- WORK INSTRUCTIONS
The lines below that include "ReplayConfig" are to be found and copied.

(Stored items)
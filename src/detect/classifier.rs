//! Inactive model-backed classifier stub.
//!
//! Placeholder for a learned classifier that would score feature windows
//! from the frame ring. Configuration is validated and class names are
//! loaded so wiring can be tested end to end, but no inference runs and
//! the reported probability is always 0.0.

use crate::detect::Detector;
use crate::error::{EarwatchError, Result};
use std::fs;
use std::path::PathBuf;

/// Configuration for the classifier stub.
#[derive(Debug, Clone, Default)]
pub struct ClassifierConfig {
    /// Path to the serialized model. Existence is checked, content is not read.
    pub model_path: PathBuf,
    /// Optional newline-separated class label file.
    pub class_names_path: Option<PathBuf>,
    /// Expected feature window shape.
    pub n_mels: usize,
    pub n_frames: usize,
}

/// Model classifier stub. Always reports 0.0.
#[derive(Debug)]
pub struct ModelClassifier {
    config: ClassifierConfig,
    class_names: Vec<String>,
}

impl ModelClassifier {
    /// Validates the configuration and loads class labels if present.
    pub fn new(config: ClassifierConfig) -> Result<Self> {
        if config.n_mels == 0 || config.n_frames == 0 {
            return Err(EarwatchError::ConfigInvalidValue {
                key: "classifier.n_mels".to_string(),
                message: "window shape must be positive".to_string(),
            });
        }
        if !config.model_path.as_os_str().is_empty() && !config.model_path.exists() {
            return Err(EarwatchError::ConfigInvalidValue {
                key: "classifier.model_path".to_string(),
                message: format!("no such file: {}", config.model_path.display()),
            });
        }

        let class_names = match &config.class_names_path {
            Some(path) => fs::read_to_string(path)?
                .lines()
                .map(str::trim)
                .filter(|l| !l.is_empty())
                .map(String::from)
                .collect(),
            None => Vec::new(),
        };

        Ok(Self {
            config,
            class_names,
        })
    }

    pub fn class_names(&self) -> &[String] {
        &self.class_names
    }

    pub fn config(&self) -> &ClassifierConfig {
        &self.config
    }
}

impl Detector for ModelClassifier {
    /// Inference backend is not wired up; always reports 0.0.
    fn process(&mut self, _mono: &[f32]) -> f32 {
        0.0
    }

    fn reset(&mut self) {}
}
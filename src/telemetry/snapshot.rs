//! Immutable state snapshot shared between the processing loop and readers.

use crate::defaults;
use crate::detect::EventState;

/// One point of the recent-probability timeline.
#[derive(Debug, Clone, Copy, PartialEq)]
pub struct TimelinePoint {
    pub t_ns: i64,
    pub probability: f32,
}

/// Immutable value describing one processing tick.
///
/// Published behind an `Arc`; the publisher and any number of readers share
/// the same allocation and the last holder frees it.
#[derive(Debug, Clone)]
pub struct TelemetrySnapshot {
    /// Monotonic timestamp of the tick.
    pub t_ns: i64,
    /// Latest detection probability.
    pub probability: f32,
    /// Event state at the end of the tick.
    pub state: EventState,
    /// True only on the tick an event start was confirmed.
    pub event_started: bool,
    /// True only on the tick an event end was confirmed.
    pub event_ended: bool,
    /// Recent probabilities, oldest first, at most
    /// [`defaults::TIMELINE_CAPACITY`] points.
    pub timeline: Vec<TimelinePoint>,
}

impl TelemetrySnapshot {
    /// Builds a snapshot, truncating the timeline to its fixed capacity
    /// (keeping the newest points).
    pub fn new(
        t_ns: i64,
        probability: f32,
        state: EventState,
        event_started: bool,
        event_ended: bool,
        mut timeline: Vec<TimelinePoint>,
    ) -> Self {
        if timeline.len() > defaults::TIMELINE_CAPACITY {
            let drop = timeline.len() - defaults::TIMELINE_CAPACITY;
            timeline.drain(..drop);
        }
        Self {
            t_ns,
            probability,
            state,
            event_started,
            event_ended,
            timeline,
        }
    }
}
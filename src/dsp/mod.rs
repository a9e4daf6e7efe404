//! Signal processing: mel filterbank, streaming feature extraction, and the
//! bounded frame history shared with display readers.

pub mod extractor;
pub mod mel;
pub mod ring;

pub use extractor::{ExtractorConfig, FeatureExtractor};
pub use mel::{MelConfig, MelFilterbank};
pub use ring::{FrameRing, FrameSnapshot};
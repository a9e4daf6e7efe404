//! WAV file replay source.
//!
//! Reads a whole WAV file up front and replays it in fixed-duration chunks,
//! optionally looping and optionally pacing delivery against a monotonic
//! deadline to emulate a live capture device.

use crate::audio::source::{AudioChunk, AudioSource, monotonic_ns};
use crate::defaults;
use crate::error::{EarwatchError, Result};
use std::path::PathBuf;
use std::thread;
use std::time::Duration;

/// Configuration for WAV replay.
#[derive(Debug, Clone)]
pub struct ReplayConfig {
    /// Chunk duration in milliseconds.
    pub chunk_ms: u32,
    /// Restart from the beginning when the file ends.
    pub loop_input: bool,
    /// Sleep between chunks to emulate real-time delivery.
    pub realtime: bool,
}

impl Default for ReplayConfig {
    fn default() -> Self {
        Self {
            chunk_ms: defaults::CHUNK_MS,
            loop_input: false,
            realtime: false,
        }
    }
}

/// Audio source that replays a WAV file in chunks.
///
/// Sample rate and channel count come from the file; chunk timestamps are
/// logical (first sample at 0, advancing by exactly one chunk duration) so
/// offline runs are deterministic regardless of pacing.
pub struct WavReplaySource {
    path: PathBuf,
    config: ReplayConfig,
    sample_rate: u32,
    channels: u16,
    samples: Vec<f32>,
    position: usize,
    next_t0_ns: i64,
    next_deadline_ns: i64,
}

impl WavReplaySource {
    /// Creates a replay source for the given WAV file path.
    pub fn new(path: impl Into<PathBuf>, config: ReplayConfig) -> Self {
        Self {
            path: path.into(),
            config,
            sample_rate: 0,
            channels: 0,
            samples: Vec::new(),
            position: 0,
            next_t0_ns: 0,
            next_deadline_ns: 0,
        }
    }

    /// Sample rate of the opened file, 0 before `start()`.
    pub fn sample_rate(&self) -> u32 {
        self.sample_rate
    }

    /// Channel count of the opened file, 0 before `start()`.
    pub fn channels(&self) -> u16 {
        self.channels
    }

    fn samples_per_chunk(&self) -> usize {
        let frames = (self.sample_rate as u64 * self.config.chunk_ms as u64 / 1000) as usize;
        frames.max(1) * self.channels as usize
    }

    fn chunk_ns(&self) -> i64 {
        self.config.chunk_ms as i64 * 1_000_000
    }
}

impl AudioSource for WavReplaySource {
    fn start(&mut self) -> Result<()> {
        let mut reader =
            hound::WavReader::open(&self.path).map_err(|e| EarwatchError::AudioSource {
                message: format!("Failed to open WAV file {}: {}", self.path.display(), e),
            })?;

        let spec = reader.spec();
        self.sample_rate = spec.sample_rate;
        self.channels = spec.channels;

        self.samples = match spec.sample_format {
            hound::SampleFormat::Float => reader
                .samples::<f32>()
                .collect::<std::result::Result<Vec<_>, _>>()
                .map_err(|e| EarwatchError::AudioSource {
                    message: format!("Failed to read WAV samples: {}", e),
                })?,
            hound::SampleFormat::Int => {
                let scale = 1.0 / (1i64 << (spec.bits_per_sample - 1)) as f32;
                reader
                    .samples::<i32>()
                    .map(|s| s.map(|v| v as f32 * scale))
                    .collect::<std::result::Result<Vec<_>, _>>()
                    .map_err(|e| EarwatchError::AudioSource {
                        message: format!("Failed to read WAV samples: {}", e),
                    })?
            }
        };

        self.position = 0;
        self.next_t0_ns = 0;
        self.next_deadline_ns = monotonic_ns();
        Ok(())
    }

    fn stop(&mut self) -> Result<()> {
        self.samples.clear();
        self.position = 0;
        Ok(())
    }

    fn next_chunk(&mut self) -> Result<Option<AudioChunk>> {
        if self.samples.is_empty() {
            return Ok(None);
        }

        if self.position >= self.samples.len() {
            if !self.config.loop_input {
                return Ok(None);
            }
            self.position = 0;
        }

        let end = (self.position + self.samples_per_chunk()).min(self.samples.len());
        let samples = self.samples[self.position..end].to_vec();
        self.position = end;

        if self.config.realtime {
            let now = monotonic_ns();
            if self.next_deadline_ns > now {
                thread::sleep(Duration::from_nanos((self.next_deadline_ns - now) as u64));
            }
            self.next_deadline_ns += self.chunk_ns();
        }

        let chunk = AudioChunk {
            t0_ns: self.next_t0_ns,
            sample_rate: self.sample_rate,
            channels: self.channels,
            samples,
        };
        self.next_t0_ns += self.chunk_ns();
        Ok(Some(chunk))
    }
}
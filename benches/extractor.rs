use criterion::{BenchmarkId, Criterion, black_box, criterion_group, criterion_main};
use earwatch::dsp::{ExtractorConfig, FeatureExtractor, FrameRing};

/// One second of synthetic audio: a 440 Hz tone with a touch of harmonic
/// content so the spectrum is not trivially sparse.
fn tone_fixture(sample_rate: u32) -> Vec<f32> {
    (0..sample_rate)
        .map(|i| {
            let t = i as f32 / sample_rate as f32;
            0.5 * (2.0 * std::f32::consts::PI * 440.0 * t).sin()
                + 0.2 * (2.0 * std::f32::consts::PI * 1_320.0 * t).sin()
        })
        .collect()
}

fn bench_extractor(c: &mut Criterion) {
    let config = ExtractorConfig::default();
    let audio = tone_fixture(config.sample_rate);

    let mut group = c.benchmark_group("extractor");
    for chunk_samples in [320usize, 1_600, 16_000] {
        group.bench_with_input(
            BenchmarkId::new("one_second", chunk_samples),
            &chunk_samples,
            |b, &chunk_samples| {
                let mut extractor = FeatureExtractor::new(config).unwrap();
                let mut frames = Vec::new();
                b.iter(|| {
                    extractor.reset();
                    let mut total = 0;
                    for chunk in audio.chunks(chunk_samples) {
                        total += extractor.process(black_box(chunk), &mut frames);
                    }
                    black_box(total)
                });
            },
        );
    }
    group.finish();
}

fn bench_ring(c: &mut Criterion) {
    let config = ExtractorConfig::default();
    let frame = vec![0.5f32; config.n_mels];

    c.bench_function("ring_push_snapshot", |b| {
        let ring = FrameRing::new(config.n_mels, 1_500).unwrap();
        b.iter(|| {
            for _ in 0..100 {
                ring.push_frame(black_box(&frame));
            }
            black_box(ring.snapshot_last(600).frames)
        });
    });
}

criterion_group!(benches, bench_extractor, bench_ring);
criterion_main!(benches);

- EXERCISE SOLUTION
pub struct ReplayConfig {
impl Default for ReplayConfig {
    config: ReplayConfig,
    pub fn new(path: impl Into<PathBuf>, config: ReplayConfig) -> Self {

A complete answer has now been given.